REQUIRED ACTION -
Find and copy each line in the material below where the string "common" occurs.

- - - - -

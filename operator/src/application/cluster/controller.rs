use std::sync::Arc;

use dashmap::DashMap;
use futures::StreamExt;
use k8s_openapi::api::apps::v1::StatefulSet;
use kube::{
    Client, Resource, ResourceExt,
    api::{Api, Patch, PatchParams},
    runtime::{
        controller::{Action, Controller},
        watcher,
    },
};
use rand::Rng;
use serde_json::json;
use tokio::sync::Mutex;
use tracing::{debug, error, info, warn};

use crate::{
    domain::{
        cluster::{
            entities::{OvnDbCluster, Requeue},
            ports::ClusterService,
        },
        common::OperatorConfig,
        error::OperatorError,
    },
    infrastructure::cluster::{
        crd::{OVNDBCluster, OVNDBClusterStatus},
        repositories::resources::FIELD_MANAGER,
    },
};

/// One async mutex per cluster key, so two passes on the same cluster never overlap.
#[derive(Default)]
pub struct ClusterLocks {
    locks: DashMap<String, Arc<Mutex<()>>>,
}

impl ClusterLocks {
    pub fn get(&self, key: &str) -> Arc<Mutex<()>> {
        self.locks.entry(key.to_string()).or_default().clone()
    }

    /// Forgets a deleted cluster. A pass still holding the lock keeps its own handle.
    pub fn remove(&self, key: &str) {
        self.locks.remove(key);
    }

    pub fn len(&self) -> usize {
        self.locks.len()
    }

    pub fn is_empty(&self) -> bool {
        self.locks.is_empty()
    }
}

/// Consecutive failed passes per cluster, driving the backoff schedule.
#[derive(Default)]
pub struct FailureTracker {
    counts: DashMap<String, u32>,
}

impl FailureTracker {
    pub fn record(&self, key: &str) -> u32 {
        let mut count = self.counts.entry(key.to_string()).or_insert(0);
        *count = count.saturating_add(1);
        *count
    }

    pub fn reset(&self, key: &str) {
        self.counts.remove(key);
    }
}

pub struct Context<S: ClusterService> {
    pub client: Client,
    pub service: Arc<S>,
    pub config: OperatorConfig,
    pub locks: ClusterLocks,
    pub failures: FailureTracker,
}

fn object_key(object: &OVNDBCluster) -> String {
    format!(
        "{}/{}",
        object.namespace().unwrap_or_default(),
        object.name_any()
    )
}

/// Turns the requested requeue into a controller action. `failures` is the
/// consecutive failure count including this pass.
pub fn next_action<G: Rng + ?Sized>(
    requeue: Requeue,
    config: &OperatorConfig,
    failures: u32,
    rng: &mut G,
) -> Action {
    match requeue {
        Requeue::Steady => Action::requeue(config.requeue_interval),
        Requeue::Progressing => Action::requeue(config.progress_interval),
        Requeue::Backoff => Action::requeue(config.backoff.delay(failures.max(1), rng)),
        Requeue::AwaitChange => Action::await_change(),
    }
}

async fn publish_status(
    client: &Client,
    object: &OVNDBCluster,
    status: &OVNDBClusterStatus,
) -> Result<(), OperatorError> {
    if object.status.as_ref() == Some(status) {
        debug!(cluster = %object_key(object), "status unchanged");
        return Ok(());
    }
    let namespace = object.namespace().unwrap_or_default();
    let api: Api<OVNDBCluster> = Api::namespaced(client.clone(), &namespace);
    let patch = json!({
        "apiVersion": OVNDBCluster::api_version(&()),
        "kind": OVNDBCluster::kind(&()),
        "status": status,
    });
    api.patch_status(
        &object.name_any(),
        &PatchParams::apply(FIELD_MANAGER).force(),
        &Patch::Apply(&patch),
    )
    .await?;
    Ok(())
}

async fn reconcile<S: ClusterService>(
    object: Arc<OVNDBCluster>,
    ctx: Arc<Context<S>>,
) -> Result<Action, OperatorError> {
    let key = object_key(&object);
    let lock = ctx.locks.get(&key);
    let _guard = lock.lock().await;

    if object.meta().deletion_timestamp.is_some() {
        debug!(cluster = %key, "cluster is being deleted, owned resources follow");
        ctx.failures.reset(&key);
        ctx.locks.remove(&key);
        return Ok(Action::await_change());
    }

    let cluster = OvnDbCluster::try_from(object.as_ref())?;
    let outcome = ctx.service.reconcile_cluster(&cluster).await?;

    publish_status(
        &ctx.client,
        &object,
        &OVNDBClusterStatus::from(&outcome.status),
    )
    .await?;

    let failures = if outcome.requeue == Requeue::Backoff {
        ctx.failures.record(&key)
    } else {
        ctx.failures.reset(&key);
        0
    };
    let action = next_action(outcome.requeue, &ctx.config, failures, &mut rand::rng());
    debug!(cluster = %key, ready = outcome.status.ready_count, ?action, "reconciled");
    Ok(action)
}

fn error_policy<S: ClusterService>(
    object: Arc<OVNDBCluster>,
    error: &OperatorError,
    ctx: Arc<Context<S>>,
) -> Action {
    let key = object_key(&object);
    let failures = ctx.failures.record(&key);
    match error {
        OperatorError::EndpointNotReady { .. } => {
            debug!(cluster = %key, %error, "endpoint not ready")
        }
        e if e.is_transient() => warn!(cluster = %key, failures, %error, "reconcile failed"),
        _ => error!(cluster = %key, failures, %error, "reconcile failed"),
    }
    next_action(Requeue::Backoff, &ctx.config, failures, &mut rand::rng())
}

pub async fn run_cluster_controller<S>(client: Client, service: Arc<S>, config: OperatorConfig)
where
    S: ClusterService + 'static,
{
    let (clusters, stateful_sets): (Api<OVNDBCluster>, Api<StatefulSet>) =
        match &config.watch_namespace {
            Some(namespace) => (
                Api::namespaced(client.clone(), namespace),
                Api::namespaced(client.clone(), namespace),
            ),
            None => (Api::all(client.clone()), Api::all(client.clone())),
        };

    info!(namespace = ?config.watch_namespace, "starting OVNDBCluster controller");
    let context = Arc::new(Context {
        client,
        service,
        config,
        locks: ClusterLocks::default(),
        failures: FailureTracker::default(),
    });

    Controller::new(clusters, watcher::Config::default())
        .owns(stateful_sets, watcher::Config::default())
        .shutdown_on_signal()
        .run(reconcile::<S>, error_policy::<S>, context)
        .for_each(|result| async move {
            match result {
                Ok((object, _)) => debug!(name = %object.name, namespace = ?object.namespace, "pass complete"),
                Err(e) => debug!(error = %e, "controller event"),
            }
        })
        .await;
    info!("OVNDBCluster controller terminated");
}

#[cfg(test)]
mod tests {
    use std::time::Duration;

    use rand::{SeedableRng, rngs::StdRng};

    use super::*;
    use crate::domain::common::testing::test_config;

    #[test]
    fn test_next_action_per_requeue() {
        let config = test_config();
        let mut rng = StdRng::seed_from_u64(1);

        assert_eq!(
            next_action(Requeue::Steady, &config, 0, &mut rng),
            Action::requeue(Duration::from_secs(60))
        );
        assert_eq!(
            next_action(Requeue::Progressing, &config, 0, &mut rng),
            Action::requeue(Duration::from_secs(5))
        );
        assert_eq!(
            next_action(Requeue::AwaitChange, &config, 0, &mut rng),
            Action::await_change()
        );
    }

    #[test]
    fn test_backoff_follows_policy() {
        let config = test_config();

        for failures in [1, 4, 9, 30] {
            let mut rng = StdRng::seed_from_u64(failures.into());
            let mut expected_rng = StdRng::seed_from_u64(failures.into());

            let action = next_action(Requeue::Backoff, &config, failures, &mut rng);

            assert_eq!(
                action,
                Action::requeue(config.backoff.delay(failures, &mut expected_rng)),
                "failures = {failures}"
            );
        }
    }

    #[test]
    fn test_failure_tracker_counts_and_resets() {
        let tracker = FailureTracker::default();

        assert_eq!(tracker.record("openstack/ovsdbserver-nb"), 1);
        assert_eq!(tracker.record("openstack/ovsdbserver-nb"), 2);
        assert_eq!(tracker.record("openstack/ovsdbserver-sb"), 1);

        tracker.reset("openstack/ovsdbserver-nb");
        assert_eq!(tracker.record("openstack/ovsdbserver-nb"), 1);
    }

    #[tokio::test]
    async fn test_cluster_locks_are_shared_per_key() {
        let locks = ClusterLocks::default();

        let first = locks.get("openstack/ovsdbserver-nb");
        let _held = first.lock().await;

        assert!(locks.get("openstack/ovsdbserver-nb").try_lock().is_err());
        assert!(locks.get("openstack/ovsdbserver-sb").try_lock().is_ok());
    }

    #[tokio::test]
    async fn test_cluster_locks_forget_deleted_clusters() {
        let locks = ClusterLocks::default();
        let held = locks.get("openstack/ovsdbserver-nb");
        let _other = locks.get("openstack/ovsdbserver-sb");
        assert_eq!(locks.len(), 2);

        let _guard = held.lock().await;
        locks.remove("openstack/ovsdbserver-nb");

        assert_eq!(locks.len(), 1);
        assert!(held.try_lock().is_err());
    }
}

- - - - -

WRITTEN REPLY -
        common::OperatorConfig,
    use crate::domain::common::testing::test_config;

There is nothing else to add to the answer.